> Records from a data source
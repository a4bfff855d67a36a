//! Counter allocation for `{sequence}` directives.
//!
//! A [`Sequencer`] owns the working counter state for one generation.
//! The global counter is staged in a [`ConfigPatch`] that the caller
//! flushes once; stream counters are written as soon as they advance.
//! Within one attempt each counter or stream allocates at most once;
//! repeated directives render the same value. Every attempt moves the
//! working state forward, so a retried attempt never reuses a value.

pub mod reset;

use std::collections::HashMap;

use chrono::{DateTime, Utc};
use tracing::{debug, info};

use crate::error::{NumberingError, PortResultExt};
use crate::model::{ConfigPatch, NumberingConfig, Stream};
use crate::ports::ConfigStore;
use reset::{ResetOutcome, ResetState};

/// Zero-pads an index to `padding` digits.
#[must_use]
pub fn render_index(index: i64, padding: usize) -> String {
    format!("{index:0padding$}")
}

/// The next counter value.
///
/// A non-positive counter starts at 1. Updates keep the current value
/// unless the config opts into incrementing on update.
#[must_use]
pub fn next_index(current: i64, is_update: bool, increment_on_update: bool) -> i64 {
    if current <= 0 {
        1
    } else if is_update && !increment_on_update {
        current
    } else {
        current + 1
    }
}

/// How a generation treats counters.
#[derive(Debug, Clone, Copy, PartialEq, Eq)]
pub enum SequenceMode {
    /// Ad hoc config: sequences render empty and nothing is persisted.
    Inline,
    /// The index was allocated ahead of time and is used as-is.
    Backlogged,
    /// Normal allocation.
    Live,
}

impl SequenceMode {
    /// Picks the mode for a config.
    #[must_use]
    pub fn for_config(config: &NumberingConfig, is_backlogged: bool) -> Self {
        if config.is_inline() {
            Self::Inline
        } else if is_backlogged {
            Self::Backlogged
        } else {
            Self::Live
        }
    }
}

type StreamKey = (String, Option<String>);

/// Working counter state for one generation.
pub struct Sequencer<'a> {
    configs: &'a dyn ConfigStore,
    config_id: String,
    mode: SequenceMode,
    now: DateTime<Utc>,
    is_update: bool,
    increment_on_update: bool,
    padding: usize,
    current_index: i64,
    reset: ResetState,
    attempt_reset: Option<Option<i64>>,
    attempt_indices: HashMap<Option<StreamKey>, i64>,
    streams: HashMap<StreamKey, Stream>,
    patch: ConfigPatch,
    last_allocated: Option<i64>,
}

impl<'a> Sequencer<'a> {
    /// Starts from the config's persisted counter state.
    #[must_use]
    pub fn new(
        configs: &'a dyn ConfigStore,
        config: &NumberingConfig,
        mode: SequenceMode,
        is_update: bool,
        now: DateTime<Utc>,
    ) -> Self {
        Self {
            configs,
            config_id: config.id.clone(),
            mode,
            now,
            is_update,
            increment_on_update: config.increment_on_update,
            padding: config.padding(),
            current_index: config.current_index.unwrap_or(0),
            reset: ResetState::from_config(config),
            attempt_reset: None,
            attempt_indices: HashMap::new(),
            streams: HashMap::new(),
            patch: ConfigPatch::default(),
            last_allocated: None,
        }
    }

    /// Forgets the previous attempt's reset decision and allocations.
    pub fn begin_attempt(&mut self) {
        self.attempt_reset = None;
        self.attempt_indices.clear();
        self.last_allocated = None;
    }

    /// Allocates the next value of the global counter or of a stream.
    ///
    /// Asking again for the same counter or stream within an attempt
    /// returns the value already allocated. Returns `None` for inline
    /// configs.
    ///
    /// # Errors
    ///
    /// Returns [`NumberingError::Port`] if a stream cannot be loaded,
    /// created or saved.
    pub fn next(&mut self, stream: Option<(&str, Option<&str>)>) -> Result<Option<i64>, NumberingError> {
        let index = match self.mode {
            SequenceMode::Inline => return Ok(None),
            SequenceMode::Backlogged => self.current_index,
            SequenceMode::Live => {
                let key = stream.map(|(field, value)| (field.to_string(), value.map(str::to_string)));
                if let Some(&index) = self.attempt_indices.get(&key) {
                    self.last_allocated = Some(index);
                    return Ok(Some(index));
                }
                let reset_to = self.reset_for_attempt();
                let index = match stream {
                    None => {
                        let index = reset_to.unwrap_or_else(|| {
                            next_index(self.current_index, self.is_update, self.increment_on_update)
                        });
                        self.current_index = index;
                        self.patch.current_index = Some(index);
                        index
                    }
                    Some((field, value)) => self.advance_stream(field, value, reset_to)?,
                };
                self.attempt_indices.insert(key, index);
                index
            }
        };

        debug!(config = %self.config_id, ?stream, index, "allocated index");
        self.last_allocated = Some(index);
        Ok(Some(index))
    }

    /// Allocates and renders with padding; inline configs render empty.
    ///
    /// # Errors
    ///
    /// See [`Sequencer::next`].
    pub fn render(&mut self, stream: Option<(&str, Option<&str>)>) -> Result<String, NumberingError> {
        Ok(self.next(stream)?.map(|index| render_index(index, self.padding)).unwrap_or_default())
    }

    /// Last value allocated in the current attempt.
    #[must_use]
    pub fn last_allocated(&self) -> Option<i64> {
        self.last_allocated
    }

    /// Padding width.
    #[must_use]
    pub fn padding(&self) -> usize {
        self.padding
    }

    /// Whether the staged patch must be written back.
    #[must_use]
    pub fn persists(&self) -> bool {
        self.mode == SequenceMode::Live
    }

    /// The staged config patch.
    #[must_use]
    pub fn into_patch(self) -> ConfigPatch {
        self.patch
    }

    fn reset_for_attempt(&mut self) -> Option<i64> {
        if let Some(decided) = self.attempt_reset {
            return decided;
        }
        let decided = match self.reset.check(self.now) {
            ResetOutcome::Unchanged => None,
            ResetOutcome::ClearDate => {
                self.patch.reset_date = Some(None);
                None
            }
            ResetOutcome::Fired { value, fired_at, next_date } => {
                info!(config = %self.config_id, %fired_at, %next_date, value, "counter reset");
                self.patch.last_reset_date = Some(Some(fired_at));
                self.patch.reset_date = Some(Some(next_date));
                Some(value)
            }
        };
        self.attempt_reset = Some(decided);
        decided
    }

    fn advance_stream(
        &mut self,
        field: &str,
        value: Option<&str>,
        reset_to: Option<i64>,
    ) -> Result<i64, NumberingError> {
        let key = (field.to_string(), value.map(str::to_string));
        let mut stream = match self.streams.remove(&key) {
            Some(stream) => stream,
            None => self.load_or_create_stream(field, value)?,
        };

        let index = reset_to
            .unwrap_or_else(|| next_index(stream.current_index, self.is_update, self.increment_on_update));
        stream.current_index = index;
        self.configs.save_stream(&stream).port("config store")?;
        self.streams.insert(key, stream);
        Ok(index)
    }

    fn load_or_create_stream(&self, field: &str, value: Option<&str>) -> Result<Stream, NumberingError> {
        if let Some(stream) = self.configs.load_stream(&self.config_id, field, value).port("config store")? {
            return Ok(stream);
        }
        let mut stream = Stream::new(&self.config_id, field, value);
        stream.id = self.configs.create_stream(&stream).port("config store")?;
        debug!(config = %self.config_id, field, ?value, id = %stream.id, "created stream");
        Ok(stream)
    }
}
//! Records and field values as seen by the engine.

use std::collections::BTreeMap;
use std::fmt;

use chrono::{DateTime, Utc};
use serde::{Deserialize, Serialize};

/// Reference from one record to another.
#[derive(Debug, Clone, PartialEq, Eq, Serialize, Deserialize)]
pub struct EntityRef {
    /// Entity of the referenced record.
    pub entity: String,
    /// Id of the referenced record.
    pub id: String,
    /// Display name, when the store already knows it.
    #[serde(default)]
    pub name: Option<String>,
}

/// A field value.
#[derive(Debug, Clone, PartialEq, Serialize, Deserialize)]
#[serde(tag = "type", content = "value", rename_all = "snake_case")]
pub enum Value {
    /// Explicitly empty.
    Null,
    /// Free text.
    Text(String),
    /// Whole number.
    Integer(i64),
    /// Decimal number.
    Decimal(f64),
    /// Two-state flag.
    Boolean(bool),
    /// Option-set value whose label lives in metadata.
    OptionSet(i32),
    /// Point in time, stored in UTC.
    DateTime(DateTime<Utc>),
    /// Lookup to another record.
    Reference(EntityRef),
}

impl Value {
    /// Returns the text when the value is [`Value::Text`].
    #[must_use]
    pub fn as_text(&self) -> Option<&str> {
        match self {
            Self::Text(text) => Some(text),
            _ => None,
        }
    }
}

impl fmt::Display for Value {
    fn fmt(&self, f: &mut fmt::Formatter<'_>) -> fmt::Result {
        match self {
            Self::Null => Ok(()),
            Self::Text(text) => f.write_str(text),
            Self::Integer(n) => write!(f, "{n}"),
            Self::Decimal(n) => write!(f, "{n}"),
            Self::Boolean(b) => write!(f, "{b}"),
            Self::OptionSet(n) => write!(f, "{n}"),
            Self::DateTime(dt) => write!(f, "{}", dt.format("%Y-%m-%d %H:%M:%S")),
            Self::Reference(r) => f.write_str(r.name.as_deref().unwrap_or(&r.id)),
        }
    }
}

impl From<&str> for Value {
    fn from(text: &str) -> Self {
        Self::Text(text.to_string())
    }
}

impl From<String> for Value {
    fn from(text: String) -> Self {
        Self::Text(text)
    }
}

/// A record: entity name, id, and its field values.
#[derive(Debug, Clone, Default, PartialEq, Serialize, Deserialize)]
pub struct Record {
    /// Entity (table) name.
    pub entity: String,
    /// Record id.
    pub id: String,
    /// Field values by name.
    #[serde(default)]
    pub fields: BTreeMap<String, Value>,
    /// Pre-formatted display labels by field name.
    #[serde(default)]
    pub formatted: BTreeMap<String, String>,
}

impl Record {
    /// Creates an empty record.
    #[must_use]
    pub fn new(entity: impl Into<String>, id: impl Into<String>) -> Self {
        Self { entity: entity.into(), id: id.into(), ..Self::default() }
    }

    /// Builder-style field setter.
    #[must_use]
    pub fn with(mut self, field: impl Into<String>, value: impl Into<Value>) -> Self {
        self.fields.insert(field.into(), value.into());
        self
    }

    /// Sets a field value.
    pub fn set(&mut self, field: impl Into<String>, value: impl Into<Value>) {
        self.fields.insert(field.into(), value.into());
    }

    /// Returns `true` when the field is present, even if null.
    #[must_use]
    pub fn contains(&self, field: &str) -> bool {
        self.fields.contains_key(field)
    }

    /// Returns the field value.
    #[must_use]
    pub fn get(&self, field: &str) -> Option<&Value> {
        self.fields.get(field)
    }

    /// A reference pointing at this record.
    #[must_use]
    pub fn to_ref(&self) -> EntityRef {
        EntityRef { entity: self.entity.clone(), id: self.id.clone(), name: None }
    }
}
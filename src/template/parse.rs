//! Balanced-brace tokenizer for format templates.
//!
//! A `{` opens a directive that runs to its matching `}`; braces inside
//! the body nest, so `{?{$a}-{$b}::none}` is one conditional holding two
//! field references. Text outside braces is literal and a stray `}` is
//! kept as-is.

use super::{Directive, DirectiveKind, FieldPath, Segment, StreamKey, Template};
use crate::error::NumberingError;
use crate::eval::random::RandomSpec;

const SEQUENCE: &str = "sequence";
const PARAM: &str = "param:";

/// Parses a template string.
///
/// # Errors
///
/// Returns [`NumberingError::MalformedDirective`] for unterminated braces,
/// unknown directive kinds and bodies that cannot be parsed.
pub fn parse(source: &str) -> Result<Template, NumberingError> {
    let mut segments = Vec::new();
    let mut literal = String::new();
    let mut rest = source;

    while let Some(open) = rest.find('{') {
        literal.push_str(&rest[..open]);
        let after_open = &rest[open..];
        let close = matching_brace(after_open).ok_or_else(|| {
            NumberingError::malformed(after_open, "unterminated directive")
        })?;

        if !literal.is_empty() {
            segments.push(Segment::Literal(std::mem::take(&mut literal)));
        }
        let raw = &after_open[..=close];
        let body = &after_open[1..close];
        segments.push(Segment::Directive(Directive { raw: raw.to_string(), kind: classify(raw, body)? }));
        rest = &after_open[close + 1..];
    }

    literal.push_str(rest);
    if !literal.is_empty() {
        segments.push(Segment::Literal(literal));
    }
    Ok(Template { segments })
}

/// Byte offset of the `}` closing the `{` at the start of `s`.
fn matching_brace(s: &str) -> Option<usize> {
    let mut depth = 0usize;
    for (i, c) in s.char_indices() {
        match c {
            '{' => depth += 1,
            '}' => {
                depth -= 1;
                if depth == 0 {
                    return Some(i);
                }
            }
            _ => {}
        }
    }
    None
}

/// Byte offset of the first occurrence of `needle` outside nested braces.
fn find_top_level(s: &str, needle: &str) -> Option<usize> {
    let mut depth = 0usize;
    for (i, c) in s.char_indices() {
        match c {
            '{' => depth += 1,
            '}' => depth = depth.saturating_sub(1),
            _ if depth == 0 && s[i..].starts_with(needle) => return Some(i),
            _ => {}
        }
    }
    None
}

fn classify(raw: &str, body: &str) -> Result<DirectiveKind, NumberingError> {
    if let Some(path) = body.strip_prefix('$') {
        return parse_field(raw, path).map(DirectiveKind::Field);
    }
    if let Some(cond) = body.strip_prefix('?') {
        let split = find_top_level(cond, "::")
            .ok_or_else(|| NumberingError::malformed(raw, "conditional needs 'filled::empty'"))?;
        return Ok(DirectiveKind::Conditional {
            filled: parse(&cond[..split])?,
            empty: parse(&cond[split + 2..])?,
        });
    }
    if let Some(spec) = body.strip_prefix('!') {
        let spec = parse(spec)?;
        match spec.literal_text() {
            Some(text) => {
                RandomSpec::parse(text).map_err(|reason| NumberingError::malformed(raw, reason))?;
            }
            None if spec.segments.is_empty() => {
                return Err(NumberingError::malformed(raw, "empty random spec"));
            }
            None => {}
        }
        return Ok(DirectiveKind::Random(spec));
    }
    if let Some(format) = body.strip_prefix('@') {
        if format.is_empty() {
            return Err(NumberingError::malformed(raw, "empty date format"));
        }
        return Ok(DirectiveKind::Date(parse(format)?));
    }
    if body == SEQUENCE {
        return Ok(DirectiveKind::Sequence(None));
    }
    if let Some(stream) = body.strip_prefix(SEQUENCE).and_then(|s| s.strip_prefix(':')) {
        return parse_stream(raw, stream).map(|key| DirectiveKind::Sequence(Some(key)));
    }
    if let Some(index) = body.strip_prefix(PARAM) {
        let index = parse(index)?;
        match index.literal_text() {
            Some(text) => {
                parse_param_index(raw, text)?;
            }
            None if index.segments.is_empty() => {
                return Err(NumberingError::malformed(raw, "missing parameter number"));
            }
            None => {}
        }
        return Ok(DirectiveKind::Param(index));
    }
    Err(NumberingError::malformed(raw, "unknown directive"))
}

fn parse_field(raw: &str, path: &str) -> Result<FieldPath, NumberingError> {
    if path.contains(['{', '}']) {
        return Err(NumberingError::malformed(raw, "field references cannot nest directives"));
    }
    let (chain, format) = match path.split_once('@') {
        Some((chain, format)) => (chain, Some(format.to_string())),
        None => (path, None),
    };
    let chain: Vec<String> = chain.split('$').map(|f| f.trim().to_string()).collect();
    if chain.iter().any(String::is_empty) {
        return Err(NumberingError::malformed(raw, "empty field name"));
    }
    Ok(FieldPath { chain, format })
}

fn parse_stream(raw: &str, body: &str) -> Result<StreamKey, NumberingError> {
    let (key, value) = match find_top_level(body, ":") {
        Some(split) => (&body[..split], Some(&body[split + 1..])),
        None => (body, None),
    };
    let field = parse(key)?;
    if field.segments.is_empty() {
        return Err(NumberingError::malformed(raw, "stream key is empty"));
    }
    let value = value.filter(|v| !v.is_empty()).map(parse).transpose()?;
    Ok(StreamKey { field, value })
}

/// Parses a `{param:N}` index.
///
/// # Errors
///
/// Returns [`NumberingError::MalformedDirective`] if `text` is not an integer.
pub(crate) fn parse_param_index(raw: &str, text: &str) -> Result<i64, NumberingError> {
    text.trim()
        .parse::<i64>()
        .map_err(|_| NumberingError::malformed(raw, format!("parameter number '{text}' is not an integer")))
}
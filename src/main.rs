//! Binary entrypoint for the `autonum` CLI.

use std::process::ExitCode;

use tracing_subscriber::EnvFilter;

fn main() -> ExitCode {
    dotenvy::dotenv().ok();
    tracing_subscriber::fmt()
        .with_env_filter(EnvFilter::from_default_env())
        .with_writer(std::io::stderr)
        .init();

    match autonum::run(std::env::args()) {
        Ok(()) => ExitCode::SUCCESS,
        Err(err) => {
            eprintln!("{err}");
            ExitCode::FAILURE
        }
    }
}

> WHAT TO DO
Your answer must consist solely of the lines from the top of the entries above through the line containing "attempt moves the", copied exactly, both ends included.

> RESPONSE AREA
repository a4bfff855d67a36a
//! Counter allocation for `{sequence}` directives.
//!
//! A [`Sequencer`] owns the working counter state for one generation.
//! The global counter is staged in a [`ConfigPatch`] that the caller
//! flushes once; stream counters are written as soon as they advance.
//! Within one attempt each counter or stream allocates at most once;
//! repeated directives render the same value. Every attempt moves the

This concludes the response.